Малышка, стеснительно наблюдая за улыбчивым мужчиной, провела дугу ладонью справа налево, означающую приветствие. Тарраки сделал то же самое.

– И я тебя приветствую, Мика, дочь моего брата. – На этих слова он наконец развернулся и медленно направился к Найяту. Шел он осторожно, словно ожидая от Найяту неприятностей.

И ему стоило их ожидать.

Однако Найяту не хотелось омрачать этот святой день. Как только брат подошел к нему, все с теми же распростертыми руками, он грубо обнял его.

– Давно не виделись, брат, – прошептал Тарраки, хлопая его по плечу.

– Давно, – подтвердил Найяту. – Если после стольких лет ты снова пришел, чтобы…

– Нет, брат, я пришел для другого. Но сперва давай попрощаемся с Сид’охом. Он славно потрудился, дав нам много дичи в этом сезоне, и заслуживает достойных проводов.

Найяту согласно кивнул.
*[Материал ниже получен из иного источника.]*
//! Dashboard — Axum web server, the interactive surface.
//!
//! Serves a REST API and a self-contained HTML page with the latest
//! published yields, the refresh trigger, and both calculators.
//! CORS enabled for local development.

pub mod routes;

use anyhow::{Context, Result};
use axum::{
    http::{header, HeaderValue, Method},
    response::Html,
    routing::{get, post},
    Router,
};
use tower_http::cors::CorsLayer;
use tracing::info;

use routes::AppState;

/// The embedded dashboard HTML (compiled into the binary).
const DASHBOARD_HTML: &str = include_str!("templates/index.html");

/// Start the dashboard web server. Blocks until the server exits.
pub async fn serve(state: AppState, port: u16) -> Result<()> {
    let app = build_router(state);
    let addr = std::net::SocketAddr::from(([0, 0, 0, 0], port));
    info!(port, "Dashboard serving on http://localhost:{port}");

    let listener = tokio::net::TcpListener::bind(addr)
        .await
        .context("Failed to bind dashboard port")?;

    axum::serve(listener, app)
        .await
        .context("Dashboard server error")
}

/// Build the Axum router with all routes and middleware.
pub fn build_router(state: AppState) -> Router {
    let cors = CorsLayer::new()
        .allow_origin("*".parse::<HeaderValue>().unwrap())
        .allow_methods([Method::GET, Method::POST])
        .allow_headers([header::CONTENT_TYPE]);

    Router::new()
        .route("/api/latest", get(routes::get_latest))
        .route("/api/refresh", post(routes::post_refresh))
        .route("/api/status", get(routes::get_status))
        .route("/api/calc/primary", post(routes::post_calc_primary))
        .route("/api/calc/secondary", post(routes::post_calc_secondary))
        .route("/health", get(routes::health))
        .route("/", get(serve_dashboard))
        .layer(cors)
        .with_state(state)
}

/// Serve the embedded HTML page.
async fn serve_dashboard() -> Html<&'static str> {
    Html(DASHBOARD_HTML)
}

// ---------------------------------------------------------------------------
// Tests
// ---------------------------------------------------------------------------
Все же, даже несмотря на их распри, он был рад увидеть его снова.

– Еще увидимся, Найяту, – обратился к нему Вичитту и, отвесив учтивое приветствие, ушел восвояси.

– Кто это? – спросил Тарраки. – Неужели твой брат по охоте?

– Пойдем, – пропустив мимо ушей, ответил Найяту. – Церемония вот-вот начнется.

Танцевали все, и люди, и животные, бегающие у ног хозяев. Вскоре и семья Найяту присоединилась к хороводу. Здесь, возле кострища, они говорили не только с духами и богиней, но и со своими далекими предками, – и они когда-то танцевали в этих местах.

Перед самым рассветом все аак’си расселись вокруг старого безымянного Мудреца, чтобы послушать его наставление. Это было частью обряда. Но, прежде чем старик заговорил, он достал из-за пояса нож и острием осторожно воткнул его в ствол ясеня за спиной. Из дерева, прямиком в небольшой ковшик в руках Мудреца, засочилась священная смола золотистого цвета, называемая в народе аак’си икками. Набрав половину ковшика, старик взял в кулак пригоршню жидкой грязи и залатал ею место в стволе, где ударил ножом, попутно прошептав себе под нос заклинание.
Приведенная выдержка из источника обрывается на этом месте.